How to alphabetize a list of words? Sort a list of numbers? Some other information? We saw last time one reason for doing this (so we can apply binary search) and the same problem comes up over and over again in programming.

Comparison sorting

This is a very abstract model of sorting. We assume we are given a list of objects to sort, and that there is some particular order in which they should be sorted. What is the minimum amount of information we can get away with and still be able to sort them?

As a particular case of the sorting problem, we should be able to sort lists of two objects. But this is the same as comparing any two objects, to determine which comes first in the sorted order. (For now, we assume no two objects are equal, so one should always go before the other; most sorting algorithms can also handle objects that are "the same" but it complicates the problem.)

Algorithms that sort a list based only on comparisons of pairs (and not using other information about what is being sorted, for instance arithmetic on numbers) are called comparison sorting algorithms

Why do we care about this abstract and restrictive model of sorting?

Sorting algorithms

There are dozens of sorting algorithms. Baase covers around seven. We'll probably have time only for four: heapsort, merge sort, quicksort, and bucket sort. Each of these is useful as an algorithm, but also helps introduce some new ideas:

Sorting time bounds

What sort of time bounds should we expect? First, how should we measure time? If we have a comparison sorting algorithm, we can't really say how many machine instructions it will take, because it will vary depending on how complicated the comparisons are.

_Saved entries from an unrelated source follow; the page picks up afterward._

mod bootstrap;
mod cli;
mod shell;

use clap::Parser;
use tracing::{error, info};

use bootstrap::{init_tracing_subscriber, resolve_config, wire_session, WiredSession};
use cli::Cli;

#[tokio::main(flavor = "current_thread")]
async fn main() -> anyhow::Result<()> {
    let cli = Cli::parse();

    // 日志初始化失败不影响运行
    if let Err(e) = init_tracing_subscriber(cli.log_file) {
        eprintln!("Failed to initialize tracing: {e}");
    }

    let config = match resolve_config(&cli) {
        Ok(config) => config,
        Err(e) => {
            error!(error = %format!("{e:#}"), "Failed to load configuration");
            return Err(e);
        }
    };
    info!(
        base_url = %config.source.base_url,
        page_size = config.paging.default_page_size,
        demo = ?cli.demo,
        "pagesel starting"
    );

    let WiredSession { session, events } = wire_session(&config, cli.demo)?;
    shell::run(session, events, config.source.fields.clone()).await
}
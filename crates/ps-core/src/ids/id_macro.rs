//! Common macro for implementing string-backed ID wrapper types.

macro_rules! impl_id {
    ($($name:ident),* $(,)?) => {
        $(
            impl $name {
                pub fn from_string(s: String) -> Self {
                    Self(s)
                }

                pub fn as_str(&self) -> &str {
                    &self.0
                }

                pub fn into_inner(self) -> String {
                    self.0
                }
            }

            impl std::fmt::Display for $name {
                fn fmt(&self, f: &mut std::fmt::Formatter<'_>) -> std::fmt::Result {
                    write!(f, "{}", self.0)
                }
            }

            impl From<String> for $name {
                fn from(s: String) -> Self {
                    Self(s)
                }
            }

            impl From<&str> for $name {
                fn from(s: &str) -> Self {
                    Self(s.to_string())
                }
            }

            impl AsRef<str> for $name {
                fn as_ref(&self) -> &str {
                    &self.0
                }
            }

            impl std::borrow::Borrow<str> for $name {
                fn borrow(&self) -> &str {
                    &self.0
                }
            }
        )*
    };
}

pub(crate) use impl_id;
//! Page-independent selection state.

mod fill;
mod select_all;
mod store;

pub use fill::FillCompletion;
pub use select_all::{toggle_select_all_on_page, SelectAllToggle};
pub use store::SelectionStore;
//! Record source over a paged JSON collection endpoint.
//!
//! Wire shape: `GET {base_url}?page={page}&limit={size}[&fields=a,b]` answering
//! `{ "data": [ {...} ], "pagination": { "total": n } }`.

use async_trait::async_trait;
use ps_core::config::SourceConfig;
use ps_core::page::{Page, PageRequest};
use ps_core::ports::{RecordSourceError, RecordSourcePort};
use ps_core::{Record, RecordId};
use serde::Deserialize;
use serde_json::{Map, Value};
use tracing::{debug, warn};

#[derive(Debug, Deserialize)]
struct CollectionResponse {
    data: Vec<Map<String, Value>>,
    pagination: PaginationInfo,
}

#[derive(Debug, Deserialize)]
struct PaginationInfo {
    total: u64,
}

pub struct HttpRecordSource {
    client: reqwest::Client,
    base_url: String,
    fields: Vec<String>,
}

impl HttpRecordSource {
    /// Build a source from configuration. The timeout and user agent apply to
    /// every request; an empty `fields` list keeps every field of a record.
    pub fn new(config: &SourceConfig) -> Result<Self, RecordSourceError> {
        let mut builder = reqwest::Client::builder().timeout(config.timeout());
        if !config.user_agent.is_empty() {
            builder = builder.user_agent(config.user_agent.clone());
        }
        let client = builder
            .build()
            .map_err(|e| RecordSourceError::Transport(format!("failed to build client: {e}")))?;

        Ok(Self {
            client,
            base_url: config.base_url.clone(),
            fields: config.fields.clone(),
        })
    }

    fn query(&self, request: PageRequest) -> Vec<(&'static str, String)> {
        let mut query = vec![
            ("page", request.page().to_string()),
            ("limit", request.page_size().to_string()),
        ];
        if !self.fields.is_empty() {
            // `id` is always needed for identity, whatever the projection.
            let mut fields = vec!["id".to_string()];
            fields.extend(self.fields.iter().filter(|f| *f != "id").cloned());
            query.push(("fields", fields.join(",")));
        }
        query
    }
}

#[async_trait]
impl RecordSourcePort for HttpRecordSource {
    async fn fetch_page(&self, request: PageRequest) -> Result<Page, RecordSourceError> {
        debug!(
            url = %self.base_url,
            page = request.page(),
            limit = request.page_size(),
            "Requesting page"
        );

        let response = self
            .client
            .get(&self.base_url)
            .query(&self.query(request))
            .send()
            .await
            .map_err(|e| RecordSourceError::Transport(e.to_string()))?;

        let status = response.status();
        if !status.is_success() {
            warn!(status = status.as_u16(), url = %response.url(), "Page request rejected");
            return Err(RecordSourceError::Status {
                status: status.as_u16(),
                url: response.url().to_string(),
            });
        }

        let body = response
            .text()
            .await
            .map_err(|e| RecordSourceError::Transport(e.to_string()))?;

        decode_page(request, &body, &self.fields)
    }
}

/// Decode one collection response into a [`Page`] tagged with `request`.
///
/// `id` may be a JSON number or string. With a non-empty `fields` projection
/// only those keys are kept as display fields.
pub fn decode_page(
    request: PageRequest,
    body: &str,
    fields: &[String],
) -> Result<Page, RecordSourceError> {
    let response: CollectionResponse =
        serde_json::from_str(body).map_err(|e| RecordSourceError::Decode(e.to_string()))?;

    let records = response
        .data
        .into_iter()
        .map(|item| decode_record(item, fields))
        .collect::<Result<Vec<_>, _>>()?;

    Ok(Page::new(request.page(), records, response.pagination.total))
}

fn decode_record(mut item: Map<String, Value>, fields: &[String]) -> Result<Record, RecordSourceError> {
    let id = match item.remove("id") {
        Some(Value::Number(n)) => RecordId::from_string(n.to_string()),
        Some(Value::String(s)) if !s.is_empty() => RecordId::from_string(s),
        Some(other) => {
            return Err(RecordSourceError::Decode(format!(
                "record id must be a number or non-empty string, got {other}"
            )))
        }
        None => return Err(RecordSourceError::Decode("record without id".to_string())),
    };

    let fields = if fields.is_empty() {
        item
    } else {
        fields
            .iter()
            .filter_map(|name| item.remove(name).map(|value| (name.clone(), value)))
            .collect()
    };

    Ok(Record { id, fields })
}

#[cfg(test)]
mod tests {
    use super::*;
    use serde_json::json;

    fn projection() -> Vec<String> {
        vec!["title".to_string(), "date_start".to_string()]
    }

    #[test]
    fn test_decode_page_keeps_projected_fields() {
        let body = json!({
            "pagination": { "total": 128194, "limit": 2, "current_page": 1 },
            "data": [
                { "id": 27992, "title": "A Sunday on La Grande Jatte", "date_start": 1884, "image_id": "x" },
                { "id": "abc", "title": "Untitled" }
            ]
        })
        .to_string();

        let page = decode_page(PageRequest::new(1, 2).unwrap(), &body, &projection()).unwrap();

        assert_eq!(page.index, 1);
        assert_eq!(page.total_count, 128194);
        assert_eq!(page.records[0].id, RecordId::from("27992"));
        assert_eq!(page.records[0].fields.len(), 2);
        assert!(page.records[0].field("image_id").is_none());
        assert_eq!(page.records[1].id, RecordId::from("abc"));
        assert_eq!(page.records[1].field_text("title").as_deref(), Some("Untitled"));
        assert!(page.records[1].field("date_start").is_none());
    }

    #[test]
    fn test_decode_page_without_projection_keeps_everything() {
        let body = json!({
            "pagination": { "total": 1 },
            "data": [{ "id": 1, "title": "T", "extra": true }]
        })
        .to_string();

        let page = decode_page(PageRequest::new(1, 10).unwrap(), &body, &[]).unwrap();

        assert_eq!(page.records[0].fields.len(), 2);
        assert!(page.records[0].field("id").is_none());
    }

    #[test]
    fn test_decode_page_rejects_missing_id() {
        let body = json!({
            "pagination": { "total": 1 },
            "data": [{ "title": "no id" }]
        })
        .to_string();

        let err = decode_page(PageRequest::new(1, 10).unwrap(), &body, &[]).unwrap_err();

        assert_eq!(err, RecordSourceError::Decode("record without id".to_string()));
    }

    #[test]
    fn test_decode_page_rejects_malformed_body() {
        let err = decode_page(PageRequest::new(1, 10).unwrap(), "{\"data\": []}", &[]).unwrap_err();
        assert!(matches!(err, RecordSourceError::Decode(_)));
    }

    #[test]
    fn test_query_always_requests_id() {
        let source = HttpRecordSource::new(&SourceConfig {
            base_url: "http://localhost/items".to_string(),
            timeout_secs: 1,
            user_agent: String::new(),
            fields: vec!["title".to_string(), "id".to_string()],
        })
        .unwrap();

        let query = source.query(PageRequest::new(3, 10).unwrap());

        assert_eq!(
            query,
            vec![
                ("page", "3".to_string()),
                ("limit", "10".to_string()),
                ("fields", "id,title".to_string()),
            ]
        );
    }
}
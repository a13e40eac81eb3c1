//! Builds the record source and event sinks and hands back a ready session.

use std::sync::Arc;
use std::time::Duration;

use anyhow::Context;
use ps_app::BrowseSession;
use ps_core::ports::{RecordSourcePort, SessionEventPort};
use ps_core::{BrowseConfig, SessionEvent};
use ps_infra::source::demo_artworks;
use ps_infra::{
    ChannelSessionEvents, FanOutSessionEvents, HttpRecordSource, InMemoryRecordSource,
    TracingSessionEvents,
};
use tokio::sync::mpsc;
use tracing::info;

const DEMO_LATENCY: Duration = Duration::from_millis(150);

pub struct WiredSession {
    pub session: BrowseSession,
    /// Events for the interactive shell. Tracing receives the same events.
    pub events: mpsc::UnboundedReceiver<SessionEvent>,
}

/// `demo_records` selects an in-memory collection of that size instead of
/// the configured HTTP endpoint.
pub fn wire_session(config: &BrowseConfig, demo_records: Option<usize>) -> anyhow::Result<WiredSession> {
    let source: Arc<dyn RecordSourcePort> = match demo_records {
        Some(count) => {
            info!(records = count, "Using in-memory demo collection");
            Arc::new(InMemoryRecordSource::new(demo_artworks(count)).with_latency(DEMO_LATENCY))
        }
        None => {
            info!(url = %config.source.base_url, "Using HTTP collection");
            Arc::new(
                HttpRecordSource::new(&config.source)
                    .context("Failed to create HTTP record source")?,
            )
        }
    };

    let (channel, rx) = ChannelSessionEvents::channel();
    let sinks: Vec<Arc<dyn SessionEventPort>> = vec![Arc::new(TracingSessionEvents), Arc::new(channel)];
    let events = Arc::new(FanOutSessionEvents::new(sinks));

    Ok(WiredSession {
        session: BrowseSession::new(source, events, &config.paging),
        events: rx,
    })
}

#[cfg(test)]
mod tests {
    use super::*;

    #[tokio::test]
    async fn test_demo_session_forwards_events_to_channel() {
        let config = BrowseConfig::with_defaults();
        let WiredSession { mut session, mut events } = wire_session(&config, Some(3)).unwrap();

        session.start().await.unwrap();

        assert_eq!(
            events.recv().await,
            Some(SessionEvent::LoadingChanged { loading: true })
        );
        assert_eq!(
            events.recv().await,
            Some(SessionEvent::LoadingChanged { loading: false })
        );
        assert_eq!(
            events.recv().await,
            Some(SessionEvent::PageLoaded {
                page: 1,
                record_count: 3,
                total_records: 3
            })
        );
    }

    #[test]
    fn test_http_session_uses_configured_page_size() {
        let mut config = BrowseConfig::with_defaults();
        config.paging.default_page_size = 25;

        let wired = wire_session(&config, None).unwrap();

        assert_eq!(wired.session.cursor().page_size(), 25);
        assert!(wired.session.current_page().is_none());
    }
}
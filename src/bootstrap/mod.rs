pub mod config;
pub mod tracing;
pub mod wiring;

pub use config::resolve_config;
pub use self::tracing::init_tracing_subscriber;
pub use wiring::{wire_session, WiredSession};
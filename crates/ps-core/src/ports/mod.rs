//! Port interfaces for the application layer
//!
//! Ports define the contract between the session orchestration (use cases)
//! and infrastructure implementations: where records come from and who is
//! told about state changes.

pub mod errors;
pub mod record_source;
pub mod session_events;

pub use errors::RecordSourceError;
pub use record_source::RecordSourcePort;
pub use session_events::{NoopSessionEvents, SessionEventPort};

Since the comparisons usually end up dominating the overall time bound, we'll measure time in terms of the number of comparisons made.

Sorting algorithms have a range of time bounds, but for some reason there are two typical time bounds for comparison sorting: mergesort, heapsort, and (the average case of) quicksort all take O(n log n), while insertion sort, selection sort, and the worst case of quicksort all take O(n^2). As we'll see, O(n log n) is the best you could hope to achieve, while O(n^2) is the worst -- it describes the amount of time taken by an algorithm that performs every possible comparison it could.

O(n log n) is significantly faster than O(n^2):

    n       n log n         n^2
    --      -------         ---
    10      33              100
    100     665             10K
    1000    10^4            10^6
    10^6    2 10^7          10^12
    10^9    3 10^10         10^18
So even if you're sorting small lists it pays to use a good algorithm such as quicksort instead of a poor one like bubblesort. You don't even have the excuse that bubblesort is easier, since to get a decent sorting algorithm in a program you merely have to call qsort.

Lower bounds

A lower bound is a mathematical argument saying you can't hope to go faster than a certain amount. More precisely, every algorithm within a certain model of computation has a running time at least that amount. (This is usually proved for worst case running times but you could also do the same sort of thing for average case or best case if you want to.) This doesn't necessarily mean faster algorithms are completely impossible, but only that if you want to go faster, you can't stick with the abstract model, you have to look more carefully at the problem. So the linear time bound we'll see later for bucketsort won't contradict the n log n lower bounds we'll prove now.

Lower bounds are useful for two reasons: First, they give you some idea of how good an algorithm you could expect to find (so you know if there is room for further optimization). Second, if your lower bound is slower than the amount of time you want to actually spend solving a problem, the lower bound tells you that you'll have to break the assumptions of the model of computation somehow.

We'll prove lower bounds for sorting in terms of the number of comparisons. Suppose you have a sorting algorithm that only examines the data by making comparisons between pairs of objects (and doesn't use any random numbers; the model we describe can be extended to deal with randomized algorithms but it gets more complicated). We assume that we have some particular comparison sorting algorithm A, but that we don't know anything more about how it runs. Using that assumption, we'll prove that the worst case time for A has to be at least a certain amount, but since the only assumption we make on A is that it's a comparison sorting algorithm, this fact will be true for all such algorithms.

Decision trees

Given a comparison sorting algorithm A, and some particular number n, we draw a tree corresponding to the different sequences of comparisons A might make on an input of length n.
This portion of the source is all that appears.